Well, then you are a "denier," no better than an anti-Semite who suggests the Holocaust never took place. You are akin to a 9/11 Truther, the sort of person who rejects simple video evidence and engages in conspiracy theorizing. You are a money-grubbing monster willing to destroy the planet for a buck. For the most concise version of this argument, see Lee Fang:

That's a spectacular amount of delegitimization crammed into 140 characters or less! He hits on the truther, denier, and money grubber angles all at once. I'm not even mad. I'm impressed.

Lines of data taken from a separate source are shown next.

use std::fs::File;
use std::io::{BufReader, Read, Seek};
use std::path::Path;

use zip::ZipArchive;

use crate::error::{OpenFailure, XlsxError};
use crate::options::ReadOptions;
use crate::package::relationships::{
    REL_TYPE_OFFICE_DOCUMENT, REL_TYPE_SHARED_STRINGS, REL_TYPE_WORKSHEET,
};
use crate::package::{
    ContentTypes, PartKind, Relationships, WorkbookPart, CONTENT_TYPES_PART, ROOT_RELS_PART,
    SHARED_STRINGS_PART, WORKBOOK_PART, WORKSHEET_PART,
};
use crate::path::{rels_for_part, resolve_target};
use crate::shared_strings::{parse_shared_strings_xml, SharedStrings};
use crate::worksheet::parse_worksheet_rows;
use crate::zip_util::read_zip_part_optional_with_limit;
use crate::RecordTable;

/// Archive locations of the parts a read needs.
#[derive(Debug, Clone, PartialEq, Eq)]
struct PartLocations {
    worksheet: String,
    shared_strings: String,
}

pub(crate) fn read_package(path: &Path, options: &ReadOptions) -> Result<RecordTable, XlsxError> {
    let file = File::open(path).map_err(|err| XlsxError::open(path, err))?;
    let mut archive =
        ZipArchive::new(BufReader::new(file)).map_err(|err| XlsxError::open(path, err))?;
    read_archive(&mut archive, options).map_err(|err| match err {
        ReadError::Open(source) => XlsxError::open(path, source),
        ReadError::Missing(part) => XlsxError::MissingPart(part),
    })
}

#[derive(Debug)]
enum ReadError {
    Open(OpenFailure),
    Missing(String),
}

impl From<OpenFailure> for ReadError {
    fn from(err: OpenFailure) -> Self {
        ReadError::Open(err)
    }
}

fn read_archive<R: Read + Seek>(
    archive: &mut ZipArchive<R>,
    options: &ReadOptions,
) -> Result<RecordTable, ReadError> {
    let max = options.max_part_bytes;
    let locations = locate_parts(archive, max)?;
    log::debug!(
        "worksheet at {}, shared strings at {}",
        locations.worksheet,
        locations.shared_strings
    );
    let expected = PartKind::Worksheet.content_type();
    match declared_content_type(archive, &locations.worksheet, max)? {
        Some(declared) if Some(declared.as_str()) != expected => log::warn!(
            "{} is registered as {declared}; reading it as a worksheet anyway",
            locations.worksheet
        ),
        _ => {}
    }

    let shared = match read_zip_part_optional_with_limit(archive, &locations.shared_strings, max)? {
        Some(bytes) => {
            let xml = utf8(&bytes, &locations.shared_strings)?;
            parse_shared_strings_xml(xml).map_err(|source| OpenFailure::SharedStrings {
                part: locations.shared_strings.clone(),
                source,
            })?
        }
        None => {
            log::debug!("no shared strings part; using an empty table");
            SharedStrings::default()
        }
    };

    let Some(bytes) = read_zip_part_optional_with_limit(archive, &locations.worksheet, max)? else {
        return Err(ReadError::Missing(locations.worksheet));
    };
    let xml = utf8(&bytes, &locations.worksheet)?;
    let rows = parse_worksheet_rows(xml, &shared).map_err(|source| OpenFailure::Worksheet {
        part: locations.worksheet.clone(),
        source,
    })?;

    Ok(RecordTable::from_rows(rows))
}

/// Follow `_rels/.rels` -> workbook -> first sheet -> workbook rels to the worksheet and shared
/// strings parts. Every hop that is absent falls back to the conventional part name.
fn locate_parts<R: Read + Seek>(
    archive: &mut ZipArchive<R>,
    max: u64,
) -> Result<PartLocations, OpenFailure> {
    let workbook = match read_zip_part_optional_with_limit(archive, ROOT_RELS_PART, max)? {
        Some(bytes) => Relationships::parse(&bytes, ROOT_RELS_PART)?
            .by_type(REL_TYPE_OFFICE_DOCUMENT)
            .map(|rel| resolve_target("", &rel.target))
            .unwrap_or_else(|| WORKBOOK_PART.to_string()),
        None => WORKBOOK_PART.to_string(),
    };

    let sheet_rel_id = match read_zip_part_optional_with_limit(archive, &workbook, max)? {
        Some(bytes) => WorkbookPart::parse(&bytes, &workbook)?
            .first_sheet()
            .map(|sheet| sheet.rel_id.clone()),
        None => None,
    };

    let rels_name = rels_for_part(&workbook);
    let workbook_rels = match read_zip_part_optional_with_limit(archive, &rels_name, max)? {
        Some(bytes) => Relationships::parse(&bytes, &rels_name)?,
        None => Relationships::default(),
    };

    let worksheet = sheet_rel_id
        .as_deref()
        .and_then(|id| workbook_rels.by_id(id))
        .or_else(|| workbook_rels.by_type(REL_TYPE_WORKSHEET))
        .map(|rel| resolve_target(&workbook, &rel.target))
        .unwrap_or_else(|| WORKSHEET_PART.to_string());
    let shared_strings = workbook_rels
        .by_type(REL_TYPE_SHARED_STRINGS)
        .map(|rel| resolve_target(&workbook, &rel.target))
        .unwrap_or_else(|| SHARED_STRINGS_PART.to_string());

    Ok(PartLocations {
        worksheet,
        shared_strings,
    })
}

/// The content type `[Content_Types].xml` assigns to `part`, if the registry exists and parses.
fn declared_content_type<R: Read + Seek>(
    archive: &mut ZipArchive<R>,
    part: &str,
    max: u64,
) -> Result<Option<String>, OpenFailure> {
    let Some(bytes) = read_zip_part_optional_with_limit(archive, CONTENT_TYPES_PART, max)? else {
        return Ok(None);
    };
    match ContentTypes::parse(&bytes, CONTENT_TYPES_PART) {
        Ok(types) => Ok(types.content_type_of(part).map(str::to_string)),
        Err(err) => {
            log::warn!("ignoring unreadable content types: {err}");
            Ok(None)
        }
    }
}

fn utf8<'a>(bytes: &'a [u8], part: &str) -> Result<&'a str, OpenFailure> {
    let xml = std::str::from_utf8(bytes).map_err(|source| OpenFailure::NonUtf8 {
        part: part.to_string(),
        source,
    })?;
    Ok(xml.strip_prefix('\u{feff}').unwrap_or(xml))
}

The argument over climate change is slightly more difficult to delegitimize than the debate over gay marriage, in part because there are actual facts and figures at play rather than pure emotion. But the emotional component, as noted above, is a key front in the climate wars. When you need to induce policy change through panic, the only way to get people to acquiesce is to keep them panicking. So when you have someone such as Roger Pielke Jr. noting at the data-driven FiveThirtyEight that the alarmists, the media, and our politicians are all wrong about the costs of climate change, it's bound to provoke a response.

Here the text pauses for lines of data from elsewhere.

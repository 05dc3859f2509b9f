use crate::xml::{escape_xml, needs_space_preserve, XML_DECLARATION};

use super::SharedStrings;

/// Serialize `shared` as `xl/sharedStrings.xml`.
///
/// `count` and `uniqueCount` both equal the number of items: the writer references each distinct
/// value from at least one cell and keeps no duplicates.
pub fn write_shared_strings_xml(shared: &SharedStrings) -> String {
    let count = shared.len();
    let mut out = String::new();
    out.push_str(XML_DECLARATION);
    out.push_str(&format!(
        r#"<sst xmlns="http://schemas.openxmlformats.org/spreadsheetml/2006/main" count="{count}" uniqueCount="{count}">"#
    ));
    for item in shared.items() {
        if needs_space_preserve(item) {
            out.push_str(r#"<si><t xml:space="preserve">"#);
        } else {
            out.push_str("<si><t>");
        }
        out.push_str(&escape_xml(item));
        out.push_str("</t></si>");
    }
    out.push_str("</sst>");
    out
}
//! Gemini provider using the native `generateContent` API.

use async_trait::async_trait;
use reqwest::{Client, Url};
use serde_json::Value;

use super::error::LLMError;
use super::provider::LLMProvider;
use super::types::{GenerateRequest, Role};

/// Gemini provider with native API format.
pub struct GeminiProvider {
    client: Client,
    base_url: String,
}

impl GeminiProvider {
    pub const DEFAULT_BASE_URL: &'static str = "https://generativelanguage.googleapis.com";

    #[must_use]
    pub fn new(client: Client, base_url: String) -> Self {
        Self { client, base_url }
    }

    /// `{base_url}/v1beta/models/{model}:generateContent`. The model id is
    /// pushed as one escaped segment, so it can never leave `models/`.
    fn endpoint(&self, model: &str) -> Result<Url, LLMError> {
        let mut url = Url::parse(&self.base_url)
            .map_err(|e| LLMError::InvalidBaseUrl(format!("{}: {e}", self.base_url)))?;
        url.path_segments_mut()
            .map_err(|()| LLMError::InvalidBaseUrl(self.base_url.clone()))?
            .pop_if_empty()
            .extend(["v1beta", "models"])
            .push(&format!("{model}:generateContent"));
        Ok(url)
    }
}

#[async_trait]
impl LLMProvider for GeminiProvider {
    async fn generate(&self, api_key: &str, request: GenerateRequest) -> Result<Value, LLMError> {
        let url = self.endpoint(&request.model)?;
        let body = to_request(&request);

        let response = self
            .client
            .post(url)
            .header("Content-Type", "application/json")
            .header("x-goog-api-key", api_key)
            .json(&body)
            .send()
            .await?;

        if !response.status().is_success() {
            let status = response.status().as_u16();
            let text = response.text().await.unwrap_or_default();
            return Err(LLMError::Api {
                status,
                message: api_error_message(&text),
            });
        }

        let text = response.text().await?;
        serde_json::from_str(&text).map_err(|e| LLMError::ResponseFormat(e.to_string()))
    }
}

// ============================================================================
// Request Types
// ============================================================================

#[derive(serde::Serialize)]
#[serde(rename_all = "camelCase")]
struct Request {
    contents: Vec<Content>,
    #[serde(skip_serializing_if = "Option::is_none")]
    system_instruction: Option<SystemInstruction>,
}

#[derive(serde::Serialize)]
struct Content {
    role: &'static str,
    parts: Vec<Part>,
}

#[derive(serde::Serialize)]
struct SystemInstruction {
    parts: Vec<Part>,
}

#[derive(serde::Serialize)]
struct Part {
    text: String,
}

fn to_request(request: &GenerateRequest) -> Request {
    let contents = request
        .messages
        .iter()
        .map(|msg| Content {
            role: match msg.role {
                Role::User => "user",
                Role::Assistant => "model",
            },
            parts: vec![Part {
                text: msg.content.clone(),
            }],
        })
        .collect();

    let system_instruction = request
        .system_prompt
        .as_ref()
        .filter(|p| !p.is_empty())
        .map(|p| SystemInstruction {
            parts: vec![Part { text: p.clone() }],
        });

    Request {
        contents,
        system_instruction,
    }
}

/// Pull `error.message` out of a Gemini error body, falling back to the raw text.
fn api_error_message(body: &str) -> String {
    serde_json::from_str::<Value>(body)
        .ok()
        .and_then(|v| {
            v.get("error")?
                .get("message")?
                .as_str()
                .map(String::from)
        })
        .unwrap_or_else(|| body.to_string())
}
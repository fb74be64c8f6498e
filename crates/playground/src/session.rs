//! A caller-side conversation over the credential store and a chat backend.
//!
//! The session resolves the selected key and system prompt for its provider,
//! keeps the running history and token totals, and renders failures as
//! assistant messages so the conversation always shows what happened.

use std::sync::Arc;

use thiserror::Error;
use tracing::warn;

use crate::credentials::CredentialStore;
use crate::llm::{ChatBackend, ChatRequest, Message, TokenUsage};
use crate::provider::Provider;

/// Reasons a message was not sent. Nothing is appended to the history.
#[derive(Debug, Error, PartialEq, Eq)]
pub enum SessionError {
    #[error("Please set an API key first")]
    MissingApiKey,

    #[error("Please select a model")]
    MissingModel,
}

pub struct ChatSession {
    provider: Provider,
    model: Option<String>,
    messages: Vec<Message>,
    usage: TokenUsage,
    store: CredentialStore,
    backend: Arc<dyn ChatBackend>,
}

impl ChatSession {
    pub fn new(
        provider: Provider,
        model: Option<String>,
        store: CredentialStore,
        backend: Arc<dyn ChatBackend>,
    ) -> Self {
        Self {
            provider,
            model,
            messages: Vec::new(),
            usage: TokenUsage::default(),
            store,
            backend,
        }
    }

    pub fn provider(&self) -> Provider {
        self.provider
    }

    pub fn model(&self) -> Option<&str> {
        self.model.as_deref()
    }

    pub fn set_model(&mut self, model: Option<String>) {
        self.model = model.filter(|m| !m.trim().is_empty());
    }

    pub fn messages(&self) -> &[Message] {
        &self.messages
    }

    /// Token totals since the session started or was last cleared.
    pub fn usage(&self) -> TokenUsage {
        self.usage
    }

    pub fn store(&self) -> &CredentialStore {
        &self.store
    }

    pub fn has_api_key(&self) -> bool {
        self.store.get_key(self.provider, None).is_some()
    }

    /// Send a user message with the full history and return the reply.
    ///
    /// Backend failures do not return an error: they are appended as an
    /// assistant message starting with `Error:` and leave the totals alone.
    pub async fn send_message(
        &mut self,
        content: impl Into<String>,
    ) -> Result<&Message, SessionError> {
        let selected = self.store.get_selected_key_id(self.provider);
        let Some(api_key) = self.store.get_key(self.provider, selected.as_deref()) else {
            return Err(SessionError::MissingApiKey);
        };
        let Some(model) = self.model.clone() else {
            return Err(SessionError::MissingModel);
        };

        self.messages.push(Message::user(content));

        let system_prompt = self.store.get_system_prompt(self.provider);
        let request = ChatRequest {
            provider: self.provider.to_string(),
            model,
            api_key,
            messages: self.messages.clone(),
            system_prompt: (!system_prompt.is_empty()).then_some(system_prompt),
        };

        let reply = match self.backend.send_chat(request).await {
            Ok(reply) => {
                self.usage += reply.usage;
                Message::assistant(reply.content)
            }
            Err(e) => {
                warn!(provider = %self.provider, error = %e, "Chat request failed");
                Message::assistant(format!("Error: {e}"))
            }
        };

        let index = self.messages.len();
        self.messages.push(reply);
        Ok(&self.messages[index])
    }

    /// Drop the history and reset the token totals.
    pub fn clear(&mut self) {
        self.messages.clear();
        self.usage = TokenUsage::default();
    }
}
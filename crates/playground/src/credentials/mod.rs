//! Session-scoped credential store.
//!
//! API keys, the selected key and the system prompt are kept per provider in
//! a string key-value [`SessionStorage`]. The store never surfaces storage
//! failures: reads degrade to empty values and writes are skipped.

mod error;
mod storage;
mod store;

pub use error::StorageError;
pub use storage::{MemoryStorage, SessionStorage, UnavailableStorage};
pub use store::{ApiKeyEntry, CredentialStore};
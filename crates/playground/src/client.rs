//! HTTP client for a running playground server.

use async_trait::async_trait;
use reqwest::Client;
use tracing::debug;

use crate::llm::{ChatBackend, ChatError, ChatReply, ChatRequest};
use crate::response::ErrorBody;

/// Sends chat requests to `POST {base_url}/api/chat`.
#[derive(Clone)]
pub struct ChatClient {
    client: Client,
    base_url: String,
}

impl ChatClient {
    #[must_use]
    pub fn new(base_url: impl Into<String>) -> Self {
        Self {
            client: Client::new(),
            base_url: base_url.into(),
        }
    }

    fn chat_url(&self) -> String {
        format!("{}/api/chat", self.base_url.trim_end_matches('/'))
    }

    /// Post a chat request.
    ///
    /// Error responses come back as the matching [`ChatError`] variant. A
    /// transport failure is reported as [`ChatError::Provider`].
    pub async fn send_chat(&self, request: ChatRequest) -> Result<ChatReply, ChatError> {
        let url = self.chat_url();
        debug!(%url, provider = %request.provider, "Posting chat request");

        let response = self
            .client
            .post(&url)
            .json(&request)
            .send()
            .await
            .map_err(|e| ChatError::provider(e.to_string()))?;

        let status = response.status();
        if !status.is_success() {
            let message = response
                .json::<ErrorBody>()
                .await
                .map(|body| body.error)
                .unwrap_or_else(|_| "Failed to get response".to_string());
            return Err(ChatError::from_status(status.as_u16(), message));
        }

        response
            .json::<ChatReply>()
            .await
            .map_err(|e| ChatError::provider(e.to_string()))
    }
}

#[async_trait]
impl ChatBackend for ChatClient {
    async fn send_chat(&self, request: ChatRequest) -> Result<ChatReply, ChatError> {
        ChatClient::send_chat(self, request).await
    }
}
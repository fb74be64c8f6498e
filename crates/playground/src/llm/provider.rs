//! LLM provider trait.

use async_trait::async_trait;
use serde_json::Value;

use super::error::LLMError;
use super::types::GenerateRequest;

/// A native client for one provider's API.
///
/// Implementations translate the conversation into the provider's wire format
/// and return the raw response body. Shape normalization happens in the
/// adapter, so a client never needs to know which fields the caller reads.
#[async_trait]
pub trait LLMProvider: Send + Sync {
    /// Make one generation call with the caller's API key.
    async fn generate(&self, api_key: &str, request: GenerateRequest) -> Result<Value, LLMError>;
}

That's why ThinkProgress' climate alarmists issued this sputtering response that doesn't really bother addressing Pielke's facts, instead aiming to tar him as an unreliable. He has "a long history of data distortion" and hasn't quietly acquiesced to the consensus, instead choosing the gauche path of engaging in "confrontations" with climate scientists. Quelle horreur!

ThinkProgress, unable to dispute Pielke's actual argument, instead tried to delegitimize the arguer. It is a smear he has long faced. Fortunately, the voices of intolerance have yet to silence him for his heresies.

At least ThinkProgress and the Twitter trolls are limiting themselves to invective (for now!). As J.D. Tuccille notes over at Reason, some are literally calling for the imprisonment of those with whom they disagree on the issue of climate change:

In 2012, in a proceeding straight out of the Inquisition, an Italian court convicted six scientists for providing "inexact, incomplete and contradictory information" in the lead-up to the earthquake. Now, a philosophy professor says that case may provide a worthwhile example for the treatment of scientific dissenters—specifically, "climate deniers who receive funding as part of a sustained campaign to undermine the public’s understanding of scientific consensus." ...

If you're trying to figure out how that doesn't threaten the free exercise of speech, Torcello assures us, "We must make the critical distinction between the protected voicing of one’s unpopular beliefs, and the funding of a strategically organised campaign to undermine the public’s ability to develop and voice informed opinions."

So ... You can voice a dissenting opinion, so long as you don't benefit from it or help dissenters benefit in any way?

Silly Tuccille. Didn't you know? Error has no rights.

(Hat tip to Scott Lincicome on the Pielke stuff.)

*In other words, if you take the Bjorn Lomborg view of things.